Christianity Without the Props
The Bible Is Not What You Think It Is - Part 2
The title of this post is an invitation, not a critique.
Christianity without the props is not Christianity stripped bare and impoverished, a faith reduced to its minimum, limping along without its proper supports. It is Christianity returned to its native richness, the richness that was always interior, always personal, always unconfiscatable. The props, the buildings, the Bibles, the liturgies, the clergy, the gatherings, are not the enemy. Misplaced trust in them is. And the difference between those two things is everything.
Here is the truth that changes everything: you are the temple of the living God. Not the building down the street. Not the sanctuary with the stained glass and the oak pews. You. Your body is the dwelling place of the Holy Spirit, and the Kingdom of God is not coming with observation; it is already within you (Luke 17:21). The Inner Room that Jesus describes in John 14 is not a metaphor for a quiet hour in the morning. It is a real place, a permanent place, a place that exists inside every believer regardless of circumstance, geography, or access to religious resources.
This is the unconfiscatable inheritance. No emperor can reach it. No dictator can burn it. No poverty can price you out of it. The persecuted believer in a North Korean labor camp, who has never held a Bible and has not seen another Christian in years, has the same Inner Room available to her as the seminary professor surrounded by his library. The martyrs of Rome went to their deaths singing not because they were especially brave but because they possessed something death could not touch. They had learned to live from the inside out. They had found the Inner Room—the Inner Temple not made by human hands. This is where it begins.
And yet we are not meant to live only alone. We are also a Body. Paul does not use that image casually; he means it structurally and literally. We are the hands and feet of Christ in the world, and hands and feet belong to a body, not scattered across the floor. When two or three gather in the name of Jesus, something real and distinct happens, not merely individuals in the same room, but a corporate expression of the temple of God. The gathered community, the shared table, the worship offered together, these are not optional accessories to the faith. They are the faith expressing itself in its fullness.
The props can serve this corporate reality beautifully. A building gives the Body a place to gather. A liturgy gives the Body a shared language. A Bible read aloud in community has fed the Church for two thousand years. None of these things are wrong. The question is only whether they are in their proper place, serving the Interior life, pointing toward Christ, facilitating the union that is the real substance of everything.
When the props are mistaken for that substance, something quietly goes wrong. And the sign that it has gone wrong is not always obvious, because it often looks like devotion.
Here is the test I find clarifying. Imagine the emperor makes his decree: Bibles confiscated, clergy imprisoned, gatherings forbidden. If your faith depends on those things, the emperor wins. But if the Interior is alive and real, if the Kingdom truly is within you, then everything the emperor cannot reach is still everything that matters. The props are gone and what remains is still the whole of Christianity, because what remains is Christ Himself, dwelling within.
This is not a theoretical exercise. It is the lived reality of the underground church in China, the persecuted believers in North Korea, the martyrs in every century who discovered that when everything external was stripped away, what they had on the inside was more than enough.

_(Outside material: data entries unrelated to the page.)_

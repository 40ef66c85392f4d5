use sqlx::SqlitePool;
use std::time::Duration;
use tracing::{debug, warn};

/// Delivers member-facing notifications through an external relay.
///
/// Delivery is strictly best effort: every failure path logs and returns,
/// nothing here may fail the transaction that triggered the notification.
pub struct NotificationService {
    pool: SqlitePool,
    client: reqwest::Client,
    relay_url: Option<String>,
    dojo_name: String,
}

impl NotificationService {
    /// Create a new notification service. With no relay URL configured the
    /// service renders nothing and drops every send.
    pub fn new(pool: SqlitePool, relay_url: Option<String>, dojo_name: String) -> Self {
        let client = reqwest::Client::builder()
            .timeout(Duration::from_secs(10))
            .build()
            .unwrap_or_default();

        Self {
            pool,
            client,
            relay_url,
            dojo_name,
        }
    }

    /// Render a stored template by substituting {{placeholder}} variables
    async fn render(
        &self,
        template_name: &str,
        vars: &[(&str, String)],
    ) -> Option<(String, String)> {
        let row: Option<(String, String)> = match sqlx::query_as(
            "SELECT subject, body FROM notification_templates WHERE name = ?1",
        )
        .bind(template_name)
        .fetch_optional(&self.pool)
        .await
        {
            Ok(row) => row,
            Err(e) => {
                warn!("Failed to load notification template {}: {}", template_name, e);
                return None;
            }
        };

        let (mut subject, mut body) = match row {
            Some(t) => t,
            None => {
                warn!("Notification template {} not found", template_name);
                return None;
            }
        };

        for (key, value) in vars {
            let placeholder = format!("{{{{{}}}}}", key);
            subject = subject.replace(&placeholder, value);
            body = body.replace(&placeholder, value);
        }

        Some((subject, body))
    }

    /// Render a template and post it to the relay. Recipients without an
    /// email address are skipped.
    pub async fn send(
        &self,
        recipient: Option<&str>,
        template_name: &str,
        mut vars: Vec<(&'static str, String)>,
    ) {
        let relay_url = match &self.relay_url {
            Some(url) => url,
            None => {
                debug!("Notification relay not configured, dropping {}", template_name);
                return;
            }
        };

        let recipient = match recipient {
            Some(email) if !email.is_empty() => email,
            _ => {
                debug!("No recipient email, dropping {}", template_name);
                return;
            }
        };

        vars.push(("dojo_name", self.dojo_name.clone()));

        let (subject, body) = match self.render(template_name, &vars).await {
            Some(rendered) => rendered,
            None => return,
        };

        let payload = serde_json::json!({
            "to": recipient,
            "subject": subject,
            "body": body,
        });

        match self.client.post(relay_url).json(&payload).send().await {
            Ok(response) if response.status().is_success() => {
                debug!("Sent {} notification to {}", template_name, recipient);
            }
            Ok(response) => {
                warn!(
                    "Notification relay rejected {} for {}: HTTP {}",
                    template_name,
                    recipient,
                    response.status()
                );
            }
            Err(e) => {
                warn!(
                    "Failed to deliver {} notification to {}: {}",
                    template_name, recipient, e
                );
            }
        }
    }
}
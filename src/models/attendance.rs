use chrono::NaiveDateTime;
use serde::{Deserialize, Serialize};
use sqlx::FromRow;
use uuid::Uuid;

/// Whether the member showed up
#[derive(Debug, Clone, Copy, PartialEq, Eq, Serialize, Deserialize)]
#[serde(rename_all = "lowercase")]
pub enum AttendanceStatus {
    Present,
    Absent,
    Late,
}

impl AttendanceStatus {
    /// Convert from database string
    pub fn from_str(s: &str) -> Result<Self, String> {
        match s.to_lowercase().as_str() {
            "present" => Ok(AttendanceStatus::Present),
            "absent" => Ok(AttendanceStatus::Absent),
            "late" => Ok(AttendanceStatus::Late),
            _ => Err(format!("Invalid attendance status: {}", s)),
        }
    }

    /// Convert to database string
    pub fn as_str(&self) -> &'static str {
        match self {
            AttendanceStatus::Present => "present",
            AttendanceStatus::Absent => "absent",
            AttendanceStatus::Late => "late",
        }
    }
}

impl From<String> for AttendanceStatus {
    fn from(s: String) -> Self {
        Self::from_str(&s).unwrap_or(AttendanceStatus::Present)
    }
}

impl From<AttendanceStatus> for String {
    fn from(status: AttendanceStatus) -> Self {
        status.as_str().to_string()
    }
}

/// Fee tier the attendee is charged under
#[derive(Debug, Clone, Copy, PartialEq, Eq, Serialize, Deserialize)]
#[serde(rename_all = "snake_case")]
pub enum AttendeeType {
    Member,
    DropIn,
    Trial,
    Guest,
}

impl AttendeeType {
    /// Convert from database string
    pub fn from_str(s: &str) -> Result<Self, String> {
        match s.to_lowercase().as_str() {
            "member" => Ok(AttendeeType::Member),
            "drop_in" => Ok(AttendeeType::DropIn),
            "trial" => Ok(AttendeeType::Trial),
            "guest" => Ok(AttendeeType::Guest),
            _ => Err(format!("Invalid attendee type: {}", s)),
        }
    }

    /// Convert to database string
    pub fn as_str(&self) -> &'static str {
        match self {
            AttendeeType::Member => "member",
            AttendeeType::DropIn => "drop_in",
            AttendeeType::Trial => "trial",
            AttendeeType::Guest => "guest",
        }
    }
}

impl From<String> for AttendeeType {
    fn from(s: String) -> Self {
        Self::from_str(&s).unwrap_or(AttendeeType::Member)
    }
}

impl From<AttendeeType> for String {
    fn from(t: AttendeeType) -> Self {
        t.as_str().to_string()
    }
}

/// Collection state of a per-class fee
#[derive(Debug, Clone, Copy, PartialEq, Eq, Serialize, Deserialize)]
#[serde(rename_all = "snake_case")]
pub enum FeeStatus {
    NotRequired,
    Pending,
    Paid,
    Waived,
}

impl FeeStatus {
    /// Convert from database string
    pub fn from_str(s: &str) -> Result<Self, String> {
        match s.to_lowercase().as_str() {
            "not_required" => Ok(FeeStatus::NotRequired),
            "pending" => Ok(FeeStatus::Pending),
            "paid" => Ok(FeeStatus::Paid),
            "waived" => Ok(FeeStatus::Waived),
            _ => Err(format!("Invalid fee status: {}", s)),
        }
    }

    /// Convert to database string
    pub fn as_str(&self) -> &'static str {
        match self {
            FeeStatus::NotRequired => "not_required",
            FeeStatus::Pending => "pending",
            FeeStatus::Paid => "paid",
            FeeStatus::Waived => "waived",
        }
    }
}

impl From<String> for FeeStatus {
    fn from(s: String) -> Self {
        Self::from_str(&s).unwrap_or(FeeStatus::NotRequired)
    }
}

impl From<FeeStatus> for String {
    fn from(status: FeeStatus) -> Self {
        status.as_str().to_string()
    }
}

/// Attendance model joining a member to a class. At most one row exists per
/// (class, member) pair.
#[derive(Debug, Clone, Serialize, Deserialize, FromRow)]
pub struct Attendance {
    pub id: Uuid,
    pub class_id: Uuid,
    pub member_id: Uuid,
    pub status: String, // Stored as TEXT, use AttendanceStatus enum for type safety
    pub member_type: String, // Stored as TEXT, use AttendeeType enum for type safety
    pub check_in_time: Option<NaiveDateTime>,
    pub payment_required: bool,
    pub payment_amount: f64,
    pub payment_status: String, // Stored as TEXT, use FeeStatus enum for type safety
    pub notes: Option<String>,
    pub created_at: NaiveDateTime,
}

impl Attendance {
    /// Fee owed for an attendee of the given tier, and the initial collection
    /// state. Trial mats are free and waived; drop-ins and guests pay the
    /// drop-in rate.
    pub fn fee_for(
        attendee_type: AttendeeType,
        drop_in_fee: f64,
        member_fee: f64,
    ) -> (f64, FeeStatus) {
        match attendee_type {
            AttendeeType::DropIn | AttendeeType::Guest => {
                let status = if drop_in_fee > 0.0 {
                    FeeStatus::Pending
                } else {
                    FeeStatus::NotRequired
                };
                (drop_in_fee, status)
            }
            AttendeeType::Member => {
                let status = if member_fee > 0.0 {
                    FeeStatus::Pending
                } else {
                    FeeStatus::NotRequired
                };
                (member_fee, status)
            }
            AttendeeType::Trial => (0.0, FeeStatus::Waived),
        }
    }
}
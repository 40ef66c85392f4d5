use crate::models::DojoClass;
use chrono::{NaiveDate, NaiveTime, Utc};
use sqlx::{Result as SqlxResult, SqlitePool};
use uuid::Uuid;

const CLASS_COLUMNS: &str = "id, class_name, class_type, class_date, start_time, end_time, \
     duration_minutes, instructor, location, max_capacity, drop_in_fee, member_fee, status, \
     attendance_count, total_revenue, created_at";

/// Fields accepted when scheduling a class
pub struct NewClass {
    pub class_name: String,
    pub class_type: String,
    pub class_date: NaiveDate,
    pub start_time: NaiveTime,
    pub end_time: NaiveTime,
    pub instructor: String,
    pub location: Option<String>,
    pub max_capacity: i64,
    pub drop_in_fee: f64,
    pub member_fee: f64,
}

/// Repository for class data access
pub struct ClassRepository {
    pool: SqlitePool,
}

impl ClassRepository {
    /// Create a new ClassRepository
    pub fn new(pool: SqlitePool) -> Self {
        Self { pool }
    }

    /// Insert a new scheduled class
    pub async fn create(&self, new: NewClass, duration_minutes: i64) -> SqlxResult<DojoClass> {
        let id = Uuid::new_v4();
        let now = Utc::now().naive_utc();

        sqlx::query_as::<_, DojoClass>(&format!(
            r#"
            INSERT INTO classes (
                id, class_name, class_type, class_date, start_time, end_time,
                duration_minutes, instructor, location, max_capacity, drop_in_fee,
                member_fee, status, attendance_count, total_revenue, created_at
            )
            VALUES (?1, ?2, ?3, ?4, ?5, ?6, ?7, ?8, ?9, ?10, ?11, ?12, 'scheduled', 0, 0, ?13)
            RETURNING {CLASS_COLUMNS}
            "#
        ))
        .bind(id)
        .bind(&new.class_name)
        .bind(&new.class_type)
        .bind(new.class_date)
        .bind(new.start_time)
        .bind(new.end_time)
        .bind(duration_minutes)
        .bind(&new.instructor)
        .bind(&new.location)
        .bind(new.max_capacity)
        .bind(new.drop_in_fee)
        .bind(new.member_fee)
        .bind(now)
        .fetch_one(&self.pool)
        .await
    }

    /// Find a class by UUID
    pub async fn find_by_id(&self, id: Uuid) -> SqlxResult<Option<DojoClass>> {
        sqlx::query_as::<_, DojoClass>(&format!(
            "SELECT {CLASS_COLUMNS} FROM classes WHERE id = ?1"
        ))
        .bind(id)
        .fetch_optional(&self.pool)
        .await
    }

    /// Store recomputed attendance count and revenue
    pub async fn update_stats(
        &self,
        id: Uuid,
        attendance_count: i64,
        total_revenue: f64,
    ) -> SqlxResult<()> {
        sqlx::query(
            "UPDATE classes SET attendance_count = ?2, total_revenue = ?3 WHERE id = ?1",
        )
        .bind(id)
        .bind(attendance_count)
        .bind(total_revenue)
        .execute(&self.pool)
        .await?;
        Ok(())
    }

    /// Update class lifecycle status
    pub async fn set_status(&self, id: Uuid, status: &str) -> SqlxResult<()> {
        sqlx::query("UPDATE classes SET status = ?2 WHERE id = ?1")
            .bind(id)
            .bind(status)
            .execute(&self.pool)
            .await?;
        Ok(())
    }

    /// Classes between two dates (inclusive), skipping cancelled ones,
    /// ordered by date then start time
    pub async fn find_between(
        &self,
        start: NaiveDate,
        end: NaiveDate,
    ) -> SqlxResult<Vec<DojoClass>> {
        sqlx::query_as::<_, DojoClass>(&format!(
            r#"
            SELECT {CLASS_COLUMNS} FROM classes
            WHERE class_date >= ?1 AND class_date <= ?2 AND status != 'cancelled'
            ORDER BY class_date, start_time
            "#
        ))
        .bind(start)
        .bind(end)
        .fetch_all(&self.pool)
        .await
    }

    /// Classes led by an instructor in a date window
    pub async fn find_by_instructor(
        &self,
        instructor: &str,
        start: NaiveDate,
        end: NaiveDate,
    ) -> SqlxResult<Vec<DojoClass>> {
        sqlx::query_as::<_, DojoClass>(&format!(
            r#"
            SELECT {CLASS_COLUMNS} FROM classes
            WHERE instructor = ?1 AND class_date >= ?2 AND class_date <= ?3
              AND status != 'cancelled'
            ORDER BY class_date, start_time
            "#
        ))
        .bind(instructor)
        .bind(start)
        .bind(end)
        .fetch_all(&self.pool)
        .await
    }

    /// Same-day classes whose time window overlaps the given one, excluding
    /// the class itself and anything already cancelled or completed
    pub async fn find_conflicts(
        &self,
        id: Uuid,
        class_date: NaiveDate,
        start_time: NaiveTime,
        end_time: NaiveTime,
    ) -> SqlxResult<Vec<DojoClass>> {
        sqlx::query_as::<_, DojoClass>(&format!(
            r#"
            SELECT {CLASS_COLUMNS} FROM classes
            WHERE id != ?1
              AND class_date = ?2
              AND status NOT IN ('cancelled', 'completed')
              AND start_time < ?4
              AND end_time > ?3
            ORDER BY start_time
            "#
        ))
        .bind(id)
        .bind(class_date)
        .bind(start_time)
        .bind(end_time)
        .fetch_all(&self.pool)
        .await
    }

    /// Count classes on a date, skipping cancelled ones
    pub async fn count_on(&self, date: NaiveDate) -> SqlxResult<i64> {
        sqlx::query_scalar(
            "SELECT COUNT(*) FROM classes WHERE class_date = ?1 AND status != 'cancelled'",
        )
        .bind(date)
        .fetch_one(&self.pool)
        .await
    }

    /// Count classes in a date window, skipping cancelled ones
    pub async fn count_between(&self, start: NaiveDate, end: NaiveDate) -> SqlxResult<i64> {
        sqlx::query_scalar(
            r#"
            SELECT COUNT(*) FROM classes
            WHERE class_date >= ?1 AND class_date <= ?2 AND status != 'cancelled'
            "#,
        )
        .bind(start)
        .bind(end)
        .fetch_one(&self.pool)
        .await
    }

    /// Scheduled classes on a date starting inside a time window
    pub async fn find_starting_between(
        &self,
        date: NaiveDate,
        from: NaiveTime,
        to: NaiveTime,
        limit: i64,
    ) -> SqlxResult<Vec<DojoClass>> {
        sqlx::query_as::<_, DojoClass>(&format!(
            r#"
            SELECT {CLASS_COLUMNS} FROM classes
            WHERE class_date = ?1 AND status = 'scheduled'
              AND start_time >= ?2 AND start_time <= ?3
            ORDER BY start_time
            LIMIT ?4
            "#
        ))
        .bind(date)
        .bind(from)
        .bind(to)
        .bind(limit)
        .fetch_all(&self.pool)
        .await
    }
}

The rhythm that makes all of this work, both the individual Interior life and the corporate gathering, is what I would call alone first, together second.
You go into your Inner Room. You sit with Christ. You listen. You let His heart become your heart and His word become your word. And then you come together with the Body, and here is the wonder of it. When each person has genuinely been in their Inner Room, hearing from God, they bring something real to the gathering. And God, it turns out, tends to say the same thing to all of us, even if in different words, different images, different fragments of the same truth.
Last week in our gathering, someone shared what they had been hearing from Jesus, something about the flowers of the field, how God clothes them in glory. Another person, who had been sitting in their own Inner Room all week, shared something different: the birds of the air, how God feeds them and they do not worry. Two people. Two separate encounters with Christ. Two fragments.
Together: one verse, whole and complete.
That is the Body functioning as it was designed. That is what happens when people come to the gathering already full rather than coming empty and hoping to be filled. The corporate experience becomes not a substitute for the personal one but an amplification of it, a chorus of voices that have each been listening alone, now finding that they have all been hearing the same song.
The props have their place. Use them. Love them. But know what they are for.
They are scaffolding, not the building. They are the banks of the river, not the water. They are the means by which the Interior life finds its corporate expression and the corporate Body is pointed back toward the Interior life of each of its members.
Christianity without the props is simply Christianity as it was always meant to be, rooted so deeply in the presence of Christ within that nothing from without can diminish it, and so fully alive in the gathered Body that when two or three come together in His name, He is there in their midst.
That is more than enough. It always has been.